HeadlinesBriefing favicon HeadlinesBriefing.com

Step 3.7 Flash Raises Agent Coding to Claude Opus‑Level Efficiency

Hacker News •
×

Step 3.7 Flash, the latest release from Step, pushes agent efficiency forward. The model combines native multimodal understanding with robust tool orchestration, enabling it to parse product UIs, documents, charts, and natural scenes before writing code or calling APIs. Benchmarks show the system matches larger models while staying within Flash‑tier latency for developers daily tasks.

On coding tests, Step 3.7 Flash lifts performance by 5–6% over its predecessor, reaching 67.08% average on Step‑SWE‑Bench. With Advisor Mode, the model attains 97% of Claude Opus 4.6’s coding score at just $0.19 per task versus $1.76. This cost gap makes high‑quality autonomous code production affordable for enterprise customers and developers at scale today.

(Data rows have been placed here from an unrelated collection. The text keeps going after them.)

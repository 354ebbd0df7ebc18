pub mod binds;
pub mod catalog;
pub mod colors;
pub mod format;
pub mod list;
pub mod logging;

pub use binds::BindsConfig;
pub use catalog::CatalogConfig;
pub use colors::{ColorsConfig, Palette};
pub use format::Config;
pub use list::ListConfig;
pub use logging::LoggingConfig;
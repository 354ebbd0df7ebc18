use std::collections::HashSet;

use crate::app::services::LocalStore;
use crate::track::Track;

/// Tracks considered downloaded, keyed by row key.
#[derive(Debug, Default)]
pub struct LocalLibrary {
    keys: HashSet<String>,
}

impl LocalLibrary {
    pub fn new() -> Self {
        Self::default()
    }

    pub fn insert(&mut self, platform: &str, id: &str) {
        self.keys.insert(format!("{}-{}", platform, id));
    }

    /// Add entries written as row keys (`platform-id`). Returns the ones
    /// that could not be split.
    pub fn extend_row_keys<'a>(&mut self, keys: impl IntoIterator<Item = &'a str>) -> Vec<&'a str> {
        let mut rejected = Vec::new();
        for key in keys {
            match key.split_once('-') {
                Some((platform, id)) if !platform.is_empty() && !id.is_empty() => {
                    self.keys.insert(key.to_string());
                }
                _ => rejected.push(key),
            }
        }
        rejected
    }

    pub fn len(&self) -> usize {
        self.keys.len()
    }
}

impl LocalStore for LocalLibrary {
    fn is_local(&self, track: &Track) -> bool {
        self.keys.contains(&track.row_key())
    }
}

Search capabilities receive a boost, too. Step 3.7 Flash scores 47.20% on HLE with tools and 92.82% F1 on DeepSearchQA, matching models with ten times the parameter count. Visual search identifies long‑tail entities that other systems miss, broadening the agent’s knowledge base without enlarging the model for real‑world applications across domains today and future tasks.

Integration costs stay low because the model works natively with mainstream harnesses like Claude Code, Hermes Agent, and OpenClaw. Its balanced performance across diverse tool stacks means developers can drop Step 3.7 Flash into existing workflows without rewiring prompts, ensuring reliable, coherent runs in production environments for scalable automation in today's software ecosystem and maintenance.